(Saved data entries)
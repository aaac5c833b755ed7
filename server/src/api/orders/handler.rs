//! Order API Handlers
//!
//! Order creation and descriptive updates are plain repository writes;
//! deletion goes through the ledger because it has to release every
//! attached item's stock.

use axum::{
    Json,
    extract::{Path, Query, State},
};
use serde::Deserialize;
use shared::ApiResponse;
use shared::models::{Order as SharedOrder, OrderCreate, OrderUpdate};

use crate::core::ServerState;
use crate::db::repository::record_id;
use crate::utils::validation::{
    MAX_NAME_LEN, MAX_SHORT_TEXT_LEN, validate_optional_text, validate_required_text,
};
use crate::utils::{AppError, AppResult, ok};

const DEFAULT_PAGE_SIZE: u64 = 20;
const MAX_PAGE_SIZE: u64 = 100;

#[derive(Debug, Deserialize)]
pub struct Pagination {
    pub page: Option<u64>,
    pub limit: Option<u64>,
}

/// GET /api/orders?page=&limit= - paginated listing, newest first
pub async fn list(
    State(state): State<ServerState>,
    Query(pagination): Query<Pagination>,
) -> AppResult<Json<ApiResponse<Vec<SharedOrder>>>> {
    let page = pagination.page.unwrap_or(1).max(1);
    let limit = pagination
        .limit
        .unwrap_or(DEFAULT_PAGE_SIZE)
        .clamp(1, MAX_PAGE_SIZE);

    let orders = state.orders().find_page(page, limit).await?;
    Ok(Json(ApiResponse::ok_list(
        orders.into_iter().map(Into::into).collect(),
    )))
}

/// GET /api/orders/sales-person/{id} - one salesperson's orders
pub async fn list_by_sales_person(
    State(state): State<ServerState>,
    Path(id): Path<String>,
) -> AppResult<Json<ApiResponse<Vec<SharedOrder>>>> {
    let orders = state.orders().find_by_sales_person(&id).await?;
    Ok(Json(ApiResponse::ok_list(
        orders.into_iter().map(Into::into).collect(),
    )))
}

/// GET /api/orders/{id} - order detail with its items
pub async fn get_by_id(
    State(state): State<ServerState>,
    Path(id): Path<String>,
) -> AppResult<Json<ApiResponse<SharedOrder>>> {
    let order = state
        .orders()
        .find_by_id(&id)
        .await?
        .ok_or_else(|| AppError::not_found(format!("Order {id} not found")))?;

    let items = state.items().find_by_order(&record_id("order", &id)).await?;
    Ok(ok(order.into_shared(items)))
}

/// POST /api/orders - create an empty order
pub async fn create(
    State(state): State<ServerState>,
    Json(payload): Json<OrderCreate>,
) -> AppResult<Json<ApiResponse<SharedOrder>>> {
    validate_required_text(&payload.customer_name, "customer_name", MAX_NAME_LEN)?;
    validate_optional_text(
        &payload.customer_contact,
        "customer_contact",
        MAX_SHORT_TEXT_LEN,
    )?;

    if state
        .users()
        .find_by_id(&payload.sales_person_id)
        .await?
        .is_none()
    {
        return Err(AppError::not_found(format!(
            "Salesperson {} does not exist",
            payload.sales_person_id
        )));
    }

    let created = state.orders().create(payload).await?;
    Ok(ok(created.into()))
}

/// PUT /api/orders/{id} - descriptive fields only
pub async fn update(
    State(state): State<ServerState>,
    Path(id): Path<String>,
    Json(payload): Json<OrderUpdate>,
) -> AppResult<Json<ApiResponse<SharedOrder>>> {
    if let Some(customer_name) = &payload.customer_name {
        validate_required_text(customer_name, "customer_name", MAX_NAME_LEN)?;
    }
    validate_optional_text(
        &payload.customer_contact,
        "customer_contact",
        MAX_SHORT_TEXT_LEN,
    )?;

    if let Some(sales_person_id) = &payload.sales_person_id
        && state.users().find_by_id(sales_person_id).await?.is_none()
    {
        return Err(AppError::not_found(format!(
            "Salesperson {sales_person_id} does not exist"
        )));
    }

    let updated = state.orders().update(&id, payload).await?;
    Ok(ok(updated.into()))
}

/// DELETE /api/orders/{id} - delete the order and release every item it
/// holds
pub async fn delete(
    State(state): State<ServerState>,
    Path(id): Path<String>,
) -> AppResult<Json<ApiResponse<bool>>> {
    state.ledger().release_order(&id).await?;
    tracing::info!(order = %id, "Order deleted");
    Ok(ok(true))
}
//! Sale Model
//!
//! A recorded sale against a completed order. `total_amount` and
//! `sales_person_id` are snapshotted from the referenced order at write
//! time.

use chrono::{DateTime, Utc};
use serde::{Deserialize, Serialize};

/// Payment method for a sale
#[derive(Debug, Clone, Copy, PartialEq, Eq, Serialize, Deserialize)]
#[serde(rename_all = "SCREAMING_SNAKE_CASE")]
pub enum PaymentMethod {
    Cash,
    Card,
    Transfer,
    Other,
}

/// Sale status
#[derive(Debug, Clone, Copy, PartialEq, Eq, Serialize, Deserialize)]
#[serde(rename_all = "SCREAMING_SNAKE_CASE")]
pub enum SaleStatus {
    Pending,
    Completed,
    Refunded,
}

/// Sale entity
#[derive(Debug, Clone, Serialize, Deserialize)]
pub struct Sale {
    pub id: String,
    pub order_id: String,
    pub sales_person_id: String,
    pub date_of_sale: DateTime<Utc>,
    /// Snapshot of the order's total at recording time
    pub total_amount: f64,
    pub status: SaleStatus,
    pub payment_method: PaymentMethod,
    pub created_at: DateTime<Utc>,
    pub updated_at: DateTime<Utc>,
}

/// Create sale payload
#[derive(Debug, Clone, Serialize, Deserialize)]
pub struct SaleCreate {
    pub order_id: String,
    pub date_of_sale: DateTime<Utc>,
    pub status: SaleStatus,
    pub payment_method: PaymentMethod,
}

/// Update sale payload
#[derive(Debug, Clone, Serialize, Deserialize)]
pub struct SaleUpdate {
    pub order_id: String,
    pub date_of_sale: Option<DateTime<Utc>>,
    pub status: Option<SaleStatus>,
    pub payment_method: Option<PaymentMethod>,
}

> **Description of the task**
Return every line above exactly as it stands.

> **Exercise output**
repository aaac5c833b755ed7
filename server/src/api/orders/handler.rs
//! Order API Handlers
//!
//! Order creation and descriptive updates are plain repository writes;
//! deletion goes through the ledger because it has to release every
//! attached item's stock.

use axum::{
    Json,
    extract::{Path, Query, State},
};
use serde::Deserialize;
use shared::ApiResponse;
use shared::models::{Order as SharedOrder, OrderCreate, OrderUpdate};

use crate::core::ServerState;
use crate::db::repository::record_id;
use crate::utils::validation::{
    MAX_NAME_LEN, MAX_SHORT_TEXT_LEN, validate_optional_text, validate_required_text,
};
use crate::utils::{AppError, AppResult, ok};

const DEFAULT_PAGE_SIZE: u64 = 20;
const MAX_PAGE_SIZE: u64 = 100;

#[derive(Debug, Deserialize)]
pub struct Pagination {
    pub page: Option<u64>,
    pub limit: Option<u64>,
}

/// GET /api/orders?page=&limit= - paginated listing, newest first
pub async fn list(
    State(state): State<ServerState>,
    Query(pagination): Query<Pagination>,
) -> AppResult<Json<ApiResponse<Vec<SharedOrder>>>> {
    let page = pagination.page.unwrap_or(1).max(1);
    let limit = pagination
        .limit
        .unwrap_or(DEFAULT_PAGE_SIZE)
        .clamp(1, MAX_PAGE_SIZE);

    let orders = state.orders().find_page(page, limit).await?;
    Ok(Json(ApiResponse::ok_list(
        orders.into_iter().map(Into::into).collect(),
    )))
}

/// GET /api/orders/sales-person/{id} - one salesperson's orders
pub async fn list_by_sales_person(
    State(state): State<ServerState>,
    Path(id): Path<String>,
) -> AppResult<Json<ApiResponse<Vec<SharedOrder>>>> {
    let orders = state.orders().find_by_sales_person(&id).await?;
    Ok(Json(ApiResponse::ok_list(
        orders.into_iter().map(Into::into).collect(),
    )))
}

/// GET /api/orders/{id} - order detail with its items
pub async fn get_by_id(
    State(state): State<ServerState>,
    Path(id): Path<String>,
) -> AppResult<Json<ApiResponse<SharedOrder>>> {
    let order = state
        .orders()
        .find_by_id(&id)
        .await?
        .ok_or_else(|| AppError::not_found(format!("Order {id} not found")))?;

    let items = state.items().find_by_order(&record_id("order", &id)).await?;
    Ok(ok(order.into_shared(items)))
}

/// POST /api/orders - create an empty order
pub async fn create(
    State(state): State<ServerState>,
    Json(payload): Json<OrderCreate>,
) -> AppResult<Json<ApiResponse<SharedOrder>>> {
    validate_required_text(&payload.customer_name, "customer_name", MAX_NAME_LEN)?;
    validate_optional_text(
        &payload.customer_contact,
        "customer_contact",
        MAX_SHORT_TEXT_LEN,
    )?;

    if state
        .users()
        .find_by_id(&payload.sales_person_id)
        .await?
        .is_none()
    {
        return Err(AppError::not_found(format!(
            "Salesperson {} does not exist",
            payload.sales_person_id
        )));
    }

    let created = state.orders().create(payload).await?;
    Ok(ok(created.into()))
}

/// PUT /api/orders/{id} - descriptive fields only
pub async fn update(
    State(state): State<ServerState>,
    Path(id): Path<String>,
    Json(payload): Json<OrderUpdate>,
) -> AppResult<Json<ApiResponse<SharedOrder>>> {
    if let Some(customer_name) = &payload.customer_name {
        validate_required_text(customer_name, "customer_name", MAX_NAME_LEN)?;
    }
    validate_optional_text(
        &payload.customer_contact,
        "customer_contact",
        MAX_SHORT_TEXT_LEN,
    )?;

    if let Some(sales_person_id) = &payload.sales_person_id
        && state.users().find_by_id(sales_person_id).await?.is_none()
    {
        return Err(AppError::not_found(format!(
            "Salesperson {sales_person_id} does not exist"
        )));
    }

    let updated = state.orders().update(&id, payload).await?;
    Ok(ok(updated.into()))
}

/// DELETE /api/orders/{id} - delete the order and release every item it
/// holds
pub async fn delete(
    State(state): State<ServerState>,
    Path(id): Path<String>,
) -> AppResult<Json<ApiResponse<bool>>> {
    state.ledger().release_order(&id).await?;
    tracing::info!(order = %id, "Order deleted");
    Ok(ok(true))
}
//! Sale Model
//!
//! A recorded sale against a completed order. `total_amount` and
//! `sales_person_id` are snapshotted from the referenced order at write
//! time.

use chrono::{DateTime, Utc};
use serde::{Deserialize, Serialize};

/// Payment method for a sale
#[derive(Debug, Clone, Copy, PartialEq, Eq, Serialize, Deserialize)]
#[serde(rename_all = "SCREAMING_SNAKE_CASE")]
pub enum PaymentMethod {
    Cash,
    Card,
    Transfer,
    Other,
}

/// Sale status
#[derive(Debug, Clone, Copy, PartialEq, Eq, Serialize, Deserialize)]
#[serde(rename_all = "SCREAMING_SNAKE_CASE")]
pub enum SaleStatus {
    Pending,
    Completed,
    Refunded,
}

/// Sale entity
#[derive(Debug, Clone, Serialize, Deserialize)]
pub struct Sale {
    pub id: String,
    pub order_id: String,
    pub sales_person_id: String,
    pub date_of_sale: DateTime<Utc>,
    /// Snapshot of the order's total at recording time
    pub total_amount: f64,
    pub status: SaleStatus,
    pub payment_method: PaymentMethod,
    pub created_at: DateTime<Utc>,
    pub updated_at: DateTime<Utc>,
}

/// Create sale payload
#[derive(Debug, Clone, Serialize, Deserialize)]
pub struct SaleCreate {
    pub order_id: String,
    pub date_of_sale: DateTime<Utc>,
    pub status: SaleStatus,
    pub payment_method: PaymentMethod,
}

/// Update sale payload
#[derive(Debug, Clone, Serialize, Deserialize)]
pub struct SaleUpdate {
    pub order_id: String,
    pub date_of_sale: Option<DateTime<Utc>>,
    pub status: Option<SaleStatus>,
    pub payment_method: Option<PaymentMethod>,
}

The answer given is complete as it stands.